The error there says “result is ambiguous”, which is actually true. It means that the node you were connected to had a (possibly minor) liveness outage and decided it didn’t know if it was connected to a quorum anymore. If you look in your admin UI tab under jobs, you will see the job and if it was still running. IMPORT happens in 2 phases: IMPORT then RESTORE. If it had progressed to the RESTORE phase, then this ambiguous result error is fine and it’ll complete eventually (RESTORE is resilient to node failures). If it was still in the IMPORT phase then it needs to be restarted because IMPORT is not resilient to node failures.

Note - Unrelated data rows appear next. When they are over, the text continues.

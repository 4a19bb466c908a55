//! # Latency Metrics
//!
//! Latency measurement for the self-benchmark, built on HDR (High
//! Dynamic Range) histograms. HDR histograms record in constant time
//! regardless of value, keep memory bounded over wide value ranges, and
//! compute percentiles without storing raw samples — which keeps the
//! measurement loop from distorting what it measures.
//!
//! Workers record into private recorders that are merged after the run,
//! so no cross-thread synchronization sits on the hot path.

use anyhow::Result;
use hdrhistogram::Histogram;
use serde::{Deserialize, Serialize};
use std::time::Duration;

/// Highest latency the histogram can represent (one minute, in ns)
const MAX_LATENCY_NS: u64 = 60_000_000_000;

/// One percentile of the latency distribution
#[derive(Debug, Clone, Copy, Serialize, Deserialize)]
pub struct PercentileValue {
    /// The percentile rank, e.g. 99.9
    pub percentile: f64,
    /// Latency at that rank in nanoseconds
    pub value_ns: u64,
}

/// Summary statistics for one latency distribution
#[derive(Debug, Clone, Serialize, Deserialize)]
pub struct LatencySummary {
    /// Number of recorded samples
    pub samples: u64,
    /// Minimum observed latency in nanoseconds
    pub min_ns: u64,
    /// Maximum observed latency in nanoseconds
    pub max_ns: u64,
    /// Mean latency in nanoseconds
    pub mean_ns: f64,
    /// Requested percentiles of the distribution
    pub percentiles: Vec<PercentileValue>,
}

/// Per-worker latency collector
pub struct LatencyRecorder {
    histogram: Histogram<u64>,
}

impl LatencyRecorder {
    /// Create a recorder covering 1ns..=60s at three significant digits
    pub fn new() -> Result<Self> {
        Ok(Self {
            histogram: Histogram::new_with_bounds(1, MAX_LATENCY_NS, 3)?,
        })
    }

    /// Record one sample; saturates at the histogram bounds
    pub fn record(&mut self, latency: Duration) {
        let ns = (latency.as_nanos() as u64).clamp(1, MAX_LATENCY_NS);
        self.histogram.saturating_record(ns);
    }

    /// Fold another worker's samples into this recorder
    pub fn merge(&mut self, other: &LatencyRecorder) -> Result<()> {
        self.histogram.add(&other.histogram)?;
        Ok(())
    }

    /// Number of recorded samples
    pub fn len(&self) -> u64 {
        self.histogram.len()
    }

    /// Whether anything has been recorded yet
    pub fn is_empty(&self) -> bool {
        self.histogram.is_empty()
    }

    /// Summarize the distribution at the requested percentiles
    pub fn summarize(&self, percentiles: &[f64]) -> LatencySummary {
        LatencySummary {
            samples: self.histogram.len(),
            min_ns: self.histogram.min(),
            max_ns: self.histogram.max(),
            mean_ns: self.histogram.mean(),
            percentiles: percentiles
                .iter()
                .map(|&percentile| PercentileValue {
                    percentile,
                    value_ns: self.histogram.value_at_quantile(percentile / 100.0),
                })
                .collect(),
        }
    }
}

#[cfg(test)]
mod tests {
    use super::*;

    /// Test recording and percentile extraction over a known ramp
    #[test]
    fn test_summarize_known_distribution() {
        let mut recorder = LatencyRecorder::new().unwrap();
        for us in 1..=1000u64 {
            recorder.record(Duration::from_micros(us));
        }

        let summary = recorder.summarize(&[50.0, 99.0]);
        assert_eq!(summary.samples, 1000);
        assert!(summary.min_ns >= 1_000);
        assert!(summary.max_ns >= 999_000);

        let p50 = summary.percentiles[0].value_ns;
        assert!((400_000..=600_000).contains(&p50), "p50 was {}", p50);
        let p99 = summary.percentiles[1].value_ns;
        assert!(p99 >= 980_000, "p99 was {}", p99);
    }

    /// Test merging two recorders keeps every sample
    #[test]
    fn test_merge_recorders() {
        let mut a = LatencyRecorder::new().unwrap();
        let mut b = LatencyRecorder::new().unwrap();
        a.record(Duration::from_micros(10));
        b.record(Duration::from_micros(20));
        b.record(Duration::from_micros(30));

        a.merge(&b).unwrap();
        assert_eq!(a.len(), 3);
    }

    /// Test out-of-range samples saturate instead of failing
    #[test]
    fn test_record_saturates() {
        let mut recorder = LatencyRecorder::new().unwrap();
        recorder.record(Duration::ZERO);
        recorder.record(Duration::from_secs(3600));
        assert_eq!(recorder.len(), 2);
    }
}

We’re fully aware this is a bad situation and already have plans on how to improve it. But for now check the admin ui jobs tab to see what’s going on.


(Matt Jibson) #13

Ah! I’ve been able to reproduce the “No such file or directory” bug above by running two imports at the same time. So definitely our fault and not yours. Investigating.


(Ronald) #14

It also did not reproduce running with a 1 node ‘cluster’.
The error there says “result is ambiguous”, which is actually true. … I have my doubts … running locally on a 1 node ‘cluster’ …there is no connectivity problem. I have been monitoring memory and swap usage … no problems there so there is more.
Also strange: the error occurred after the restore part of the import completed according to the jobs overview. The client did not report a completed import. In the last example the restore part of the history_str table succeeded, the last report on the client was the echo for the import command.


(Matt Jibson) #15

The error can happen on a 1-node cluster, even though it is fairly weird sounding. It’s not a connectivity issue between your client and server. Instead, it’s a message that the server isn’t exactly sure what happened with itself, sometimes due to a disk write taking longer than expected.


(Ronald) #16

If there is anything I can do to help debugging, just let me know.


(Matt Jibson) #17

I think I figured out the “No such file or directory” error. If you are running an IMPORT and then accidentally run “cockroach start” in the same directory, it will delete the temp store used by IMPORT which will produce that error message. It happened to me because I mistyped something, and I would wager the same thing happened with you. Does that explanation seem likely?


(Ronald) #18

Oops… I won’t say impossible. But when using bash command history over and over again … it could happen. This was when running 4 nodes…:thinking:
Started all 4
Returned to node1
Started import job in background…
It could be possible.:flushed:


(Ronald) #19

The ‘ambiguous’ error is worrying me more. Just try to import 120 tables …
I never reached the end😳
Memory conditions are suboptimal but never 0. Index creation slow but I assume this is caused by low memory. It does succeed.
At the end of the restore phase this pops up. In jobs overview: ‘succeeded’ in the client logfile no mention of a result at all, just the error.


(Matt Jibson) #20

Yes, that’s exactly how the ambiguous error works. We have a plan to solve it, hopefully will implement by 2.0 (the next major release).